TASK TO COMPLETE: What lines below include the string "Propagation"? Pick them out and copy them.
┌─ RECORDS FOR THIS EXERCISE
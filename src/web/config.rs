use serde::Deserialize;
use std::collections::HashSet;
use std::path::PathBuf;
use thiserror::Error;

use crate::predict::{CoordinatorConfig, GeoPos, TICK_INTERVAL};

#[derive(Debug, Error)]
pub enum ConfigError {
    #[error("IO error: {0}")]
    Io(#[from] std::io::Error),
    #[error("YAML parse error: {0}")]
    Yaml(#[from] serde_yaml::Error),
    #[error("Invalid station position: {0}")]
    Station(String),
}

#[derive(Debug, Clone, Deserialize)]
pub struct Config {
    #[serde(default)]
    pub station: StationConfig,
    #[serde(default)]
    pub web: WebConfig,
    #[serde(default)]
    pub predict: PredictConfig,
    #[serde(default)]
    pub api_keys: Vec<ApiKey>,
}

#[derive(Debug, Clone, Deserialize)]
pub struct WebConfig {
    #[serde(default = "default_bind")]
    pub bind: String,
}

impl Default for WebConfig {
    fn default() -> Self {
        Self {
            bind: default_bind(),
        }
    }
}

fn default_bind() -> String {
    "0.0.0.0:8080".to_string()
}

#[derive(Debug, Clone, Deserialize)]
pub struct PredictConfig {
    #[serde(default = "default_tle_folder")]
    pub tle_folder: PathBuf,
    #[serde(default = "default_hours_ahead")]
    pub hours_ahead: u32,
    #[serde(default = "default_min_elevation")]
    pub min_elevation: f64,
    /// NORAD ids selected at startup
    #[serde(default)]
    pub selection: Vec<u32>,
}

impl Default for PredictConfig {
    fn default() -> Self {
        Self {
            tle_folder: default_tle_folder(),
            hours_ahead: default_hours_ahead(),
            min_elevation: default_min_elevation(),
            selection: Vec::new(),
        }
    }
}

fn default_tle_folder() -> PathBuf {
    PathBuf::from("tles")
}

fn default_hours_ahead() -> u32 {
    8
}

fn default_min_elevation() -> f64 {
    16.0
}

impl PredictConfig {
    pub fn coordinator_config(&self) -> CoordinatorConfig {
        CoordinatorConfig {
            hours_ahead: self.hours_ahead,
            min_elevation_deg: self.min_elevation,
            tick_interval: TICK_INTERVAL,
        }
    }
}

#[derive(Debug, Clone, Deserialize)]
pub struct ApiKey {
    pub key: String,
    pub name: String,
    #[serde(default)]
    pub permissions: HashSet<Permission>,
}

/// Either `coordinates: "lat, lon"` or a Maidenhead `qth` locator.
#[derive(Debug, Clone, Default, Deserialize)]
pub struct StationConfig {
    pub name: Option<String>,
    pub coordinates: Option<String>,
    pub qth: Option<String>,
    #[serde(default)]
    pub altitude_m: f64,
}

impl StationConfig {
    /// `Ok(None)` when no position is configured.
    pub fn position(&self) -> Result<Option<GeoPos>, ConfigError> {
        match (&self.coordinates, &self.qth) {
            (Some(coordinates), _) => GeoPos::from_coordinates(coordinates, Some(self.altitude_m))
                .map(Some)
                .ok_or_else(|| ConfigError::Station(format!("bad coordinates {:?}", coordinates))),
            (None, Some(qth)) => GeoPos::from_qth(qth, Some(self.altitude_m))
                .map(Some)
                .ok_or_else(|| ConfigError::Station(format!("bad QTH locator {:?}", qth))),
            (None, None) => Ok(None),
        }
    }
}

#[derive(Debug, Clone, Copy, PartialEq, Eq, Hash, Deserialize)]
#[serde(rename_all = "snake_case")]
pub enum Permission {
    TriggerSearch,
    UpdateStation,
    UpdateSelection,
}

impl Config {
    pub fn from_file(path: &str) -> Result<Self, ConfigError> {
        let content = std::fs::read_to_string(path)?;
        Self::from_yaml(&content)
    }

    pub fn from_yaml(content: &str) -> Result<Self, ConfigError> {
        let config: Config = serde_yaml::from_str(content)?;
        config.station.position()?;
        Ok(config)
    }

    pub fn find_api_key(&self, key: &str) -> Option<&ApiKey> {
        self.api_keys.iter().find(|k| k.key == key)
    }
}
└─
┌─ RECORDS FOR THIS EXERCISE
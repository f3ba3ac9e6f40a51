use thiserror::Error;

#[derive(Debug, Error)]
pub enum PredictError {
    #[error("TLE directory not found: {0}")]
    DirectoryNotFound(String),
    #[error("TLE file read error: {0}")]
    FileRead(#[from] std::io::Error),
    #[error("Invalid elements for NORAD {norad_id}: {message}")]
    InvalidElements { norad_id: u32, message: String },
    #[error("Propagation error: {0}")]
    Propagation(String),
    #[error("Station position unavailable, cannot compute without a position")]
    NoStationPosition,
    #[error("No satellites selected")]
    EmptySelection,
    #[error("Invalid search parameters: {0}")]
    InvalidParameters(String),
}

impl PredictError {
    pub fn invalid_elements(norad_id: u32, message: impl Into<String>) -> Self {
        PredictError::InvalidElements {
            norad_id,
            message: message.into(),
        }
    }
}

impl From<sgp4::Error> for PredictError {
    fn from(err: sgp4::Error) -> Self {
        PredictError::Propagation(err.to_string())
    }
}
└─
┌─ RECORDS FOR THIS EXERCISE
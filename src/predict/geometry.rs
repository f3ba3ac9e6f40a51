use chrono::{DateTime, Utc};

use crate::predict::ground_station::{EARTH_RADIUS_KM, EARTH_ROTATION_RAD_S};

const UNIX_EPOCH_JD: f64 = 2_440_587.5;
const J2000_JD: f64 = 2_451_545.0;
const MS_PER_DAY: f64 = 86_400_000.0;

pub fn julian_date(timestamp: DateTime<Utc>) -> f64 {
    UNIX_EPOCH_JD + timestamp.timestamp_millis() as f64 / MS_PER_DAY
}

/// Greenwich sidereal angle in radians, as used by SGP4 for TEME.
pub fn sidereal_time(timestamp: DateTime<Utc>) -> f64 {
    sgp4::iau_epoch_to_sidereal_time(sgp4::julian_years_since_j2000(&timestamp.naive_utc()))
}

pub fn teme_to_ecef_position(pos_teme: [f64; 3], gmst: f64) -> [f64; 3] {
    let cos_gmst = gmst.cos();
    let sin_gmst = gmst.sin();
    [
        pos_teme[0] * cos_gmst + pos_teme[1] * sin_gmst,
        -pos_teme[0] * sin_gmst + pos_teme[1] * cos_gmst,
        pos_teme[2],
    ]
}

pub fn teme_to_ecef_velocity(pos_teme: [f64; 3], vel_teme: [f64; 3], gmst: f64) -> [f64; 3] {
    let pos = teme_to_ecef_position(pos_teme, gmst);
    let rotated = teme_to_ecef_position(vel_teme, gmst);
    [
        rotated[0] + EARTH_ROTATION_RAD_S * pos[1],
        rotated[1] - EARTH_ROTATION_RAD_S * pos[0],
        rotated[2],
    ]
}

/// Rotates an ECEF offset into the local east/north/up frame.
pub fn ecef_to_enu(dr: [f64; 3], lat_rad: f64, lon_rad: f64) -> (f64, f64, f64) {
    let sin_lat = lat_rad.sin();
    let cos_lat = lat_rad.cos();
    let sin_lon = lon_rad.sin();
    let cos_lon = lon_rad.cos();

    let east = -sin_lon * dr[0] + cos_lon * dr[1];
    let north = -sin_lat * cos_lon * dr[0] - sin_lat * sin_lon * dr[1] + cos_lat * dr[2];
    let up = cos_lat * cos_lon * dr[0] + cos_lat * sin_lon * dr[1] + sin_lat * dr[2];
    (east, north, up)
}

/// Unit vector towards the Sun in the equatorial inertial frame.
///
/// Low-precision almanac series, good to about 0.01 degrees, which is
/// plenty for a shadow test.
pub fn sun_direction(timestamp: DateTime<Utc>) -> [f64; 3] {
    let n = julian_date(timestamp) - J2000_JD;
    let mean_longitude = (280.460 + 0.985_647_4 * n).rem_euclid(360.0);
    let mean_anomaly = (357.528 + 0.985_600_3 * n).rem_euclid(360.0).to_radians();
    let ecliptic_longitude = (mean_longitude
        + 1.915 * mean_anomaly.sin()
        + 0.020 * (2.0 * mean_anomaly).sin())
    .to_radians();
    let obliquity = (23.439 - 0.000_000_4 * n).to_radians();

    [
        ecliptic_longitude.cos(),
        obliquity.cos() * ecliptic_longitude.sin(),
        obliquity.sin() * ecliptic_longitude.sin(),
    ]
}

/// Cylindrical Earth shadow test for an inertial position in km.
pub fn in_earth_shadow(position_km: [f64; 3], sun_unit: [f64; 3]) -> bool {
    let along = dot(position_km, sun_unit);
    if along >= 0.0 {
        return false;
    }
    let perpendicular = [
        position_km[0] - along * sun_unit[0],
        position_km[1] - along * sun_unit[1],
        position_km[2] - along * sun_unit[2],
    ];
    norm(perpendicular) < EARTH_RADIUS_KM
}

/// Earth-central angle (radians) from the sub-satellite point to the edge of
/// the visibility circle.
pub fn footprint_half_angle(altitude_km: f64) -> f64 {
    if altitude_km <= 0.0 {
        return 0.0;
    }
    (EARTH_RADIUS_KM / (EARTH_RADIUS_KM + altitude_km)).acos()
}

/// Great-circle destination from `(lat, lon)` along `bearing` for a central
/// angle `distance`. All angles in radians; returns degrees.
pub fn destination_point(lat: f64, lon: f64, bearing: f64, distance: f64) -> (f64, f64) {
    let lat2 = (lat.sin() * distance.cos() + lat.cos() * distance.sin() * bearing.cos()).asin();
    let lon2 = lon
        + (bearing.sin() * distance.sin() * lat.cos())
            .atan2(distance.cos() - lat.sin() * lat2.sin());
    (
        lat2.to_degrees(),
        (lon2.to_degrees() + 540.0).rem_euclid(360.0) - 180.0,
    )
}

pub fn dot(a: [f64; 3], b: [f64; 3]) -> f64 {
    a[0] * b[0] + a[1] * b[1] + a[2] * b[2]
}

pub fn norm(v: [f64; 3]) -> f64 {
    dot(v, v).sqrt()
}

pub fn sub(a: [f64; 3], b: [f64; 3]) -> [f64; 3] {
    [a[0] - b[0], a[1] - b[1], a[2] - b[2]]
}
└─
REPLY TO THE EXERCISE:
    #[error("Propagation error: {0}")]
    Propagation(String),
        PredictError::Propagation(err.to_string())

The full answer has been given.